:: How to complete this task ::
The material must be repeated exactly, with every line intact.

Top of Input data

use chrono::{DateTime, NaiveDate, Utc};
use serde::{Deserialize, Serialize};
use tokio::sync::broadcast;
use uuid::Uuid;

use crate::model::{Consumable, Cosmetic};
use crate::wager::Settlement;

/// Every successful mutation publishes one of these.
/// Hosts subscribe and re-read the cache instead of polling it.
#[derive(Debug, Clone, PartialEq, Serialize, Deserialize)]
#[serde(tag = "type")]
pub enum EconomyEvent {
    Loaded {
        /// Collections that fell back to defaults.
        degraded: Vec<String>,
        at: DateTime<Utc>,
    },
    HabitCreated {
        habit_id: Uuid,
        at: DateTime<Utc>,
    },
    HabitExtinguished {
        habit_id: Uuid,
        at: DateTime<Utc>,
    },
    HabitDeleted {
        habit_id: Uuid,
        at: DateTime<Utc>,
    },
    CheckedIn {
        habit_id: Uuid,
        day: NaiveDate,
        did_complete: bool,
        current_streak: u32,
        coins: u64,
        freeze_used: bool,
        at: DateTime<Utc>,
    },
    NoteSaved {
        habit_id: Uuid,
        day: NaiveDate,
        at: DateTime<Utc>,
    },
    Purchased {
        item_id: String,
        price: u64,
        balance: u64,
        at: DateTime<Utc>,
    },
    ItemUsed {
        item: Consumable,
        at: DateTime<Utc>,
    },
    CosmeticApplied {
        cosmetic: Cosmetic,
        habit_id: Option<Uuid>,
        at: DateTime<Utc>,
    },
    SettingsChanged {
        at: DateTime<Utc>,
    },
    WagerPlaced {
        wager_id: Uuid,
        amount: u64,
        target_days: u32,
        at: DateTime<Utc>,
    },
    WagerSettled {
        wager_id: Uuid,
        settlement: Settlement,
        at: DateTime<Utc>,
    },
    SessionCleared {
        at: DateTime<Utc>,
    },
    AccountDeleted {
        at: DateTime<Utc>,
    },
}

/// Fan-out channel for [`EconomyEvent`]s.
///
/// Publishing never fails: with no subscribers the event is dropped, and a
/// subscriber that falls more than `capacity` events behind sees a lag error
/// on its next receive.
#[derive(Debug, Clone)]
pub struct EventBus {
    tx: broadcast::Sender<EconomyEvent>,
}

impl EventBus {
    pub const DEFAULT_CAPACITY: usize = 256;

    pub fn new(capacity: usize) -> Self {
        let (tx, _) = broadcast::channel(capacity.max(1));
        Self { tx }
    }

    pub fn subscribe(&self) -> broadcast::Receiver<EconomyEvent> {
        self.tx.subscribe()
    }

    pub fn publish(&self, event: EconomyEvent) {
        let _ = self.tx.send(event);
    }
}

impl Default for EventBus {
    fn default() -> Self {
        Self::new(Self::DEFAULT_CAPACITY)
    }
}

Bottom of Input data

:: Answer for the task ::
use chrono::{DateTime, NaiveDate, Utc};
use serde::{Deserialize, Serialize};
use tokio::sync::broadcast;
use uuid::Uuid;

use crate::model::{Consumable, Cosmetic};
use crate::wager::Settlement;

/// Every successful mutation publishes one of these.
/// Hosts subscribe and re-read the cache instead of polling it.
#[derive(Debug, Clone, PartialEq, Serialize, Deserialize)]
#[serde(tag = "type")]
pub enum EconomyEvent {
    Loaded {
        /// Collections that fell back to defaults.
        degraded: Vec<String>,
        at: DateTime<Utc>,
    },
    HabitCreated {
        habit_id: Uuid,
        at: DateTime<Utc>,
    },
    HabitExtinguished {
        habit_id: Uuid,
        at: DateTime<Utc>,
    },
    HabitDeleted {
        habit_id: Uuid,
        at: DateTime<Utc>,
    },
    CheckedIn {
        habit_id: Uuid,
        day: NaiveDate,
        did_complete: bool,
        current_streak: u32,
        coins: u64,
        freeze_used: bool,
        at: DateTime<Utc>,
    },
    NoteSaved {
        habit_id: Uuid,
        day: NaiveDate,
        at: DateTime<Utc>,
    },
    Purchased {
        item_id: String,
        price: u64,
        balance: u64,
        at: DateTime<Utc>,
    },
    ItemUsed {
        item: Consumable,
        at: DateTime<Utc>,
    },
    CosmeticApplied {
        cosmetic: Cosmetic,
        habit_id: Option<Uuid>,
        at: DateTime<Utc>,
    },
    SettingsChanged {
        at: DateTime<Utc>,
    },
    WagerPlaced {
        wager_id: Uuid,
        amount: u64,
        target_days: u32,
        at: DateTime<Utc>,
    },
    WagerSettled {
        wager_id: Uuid,
        settlement: Settlement,
        at: DateTime<Utc>,
    },
    SessionCleared {
        at: DateTime<Utc>,
    },
    AccountDeleted {
        at: DateTime<Utc>,
    },
}

/// Fan-out channel for [`EconomyEvent`]s.
///
/// Publishing never fails: with no subscribers the event is dropped, and a
/// subscriber that falls more than `capacity` events behind sees a lag error
/// on its next receive.
#[derive(Debug, Clone)]
pub struct EventBus {
    tx: broadcast::Sender<EconomyEvent>,
}

impl EventBus {
    pub const DEFAULT_CAPACITY: usize = 256;

    pub fn new(capacity: usize) -> Self {
        let (tx, _) = broadcast::channel(capacity.max(1));
        Self { tx }
    }

    pub fn subscribe(&self) -> broadcast::Receiver<EconomyEvent> {
        self.tx.subscribe()
    }

    pub fn publish(&self, event: EconomyEvent) {
        let _ = self.tx.send(event);
    }
}

impl Default for EventBus {
    fn default() -> Self {
        Self::new(Self::DEFAULT_CAPACITY)
    }
}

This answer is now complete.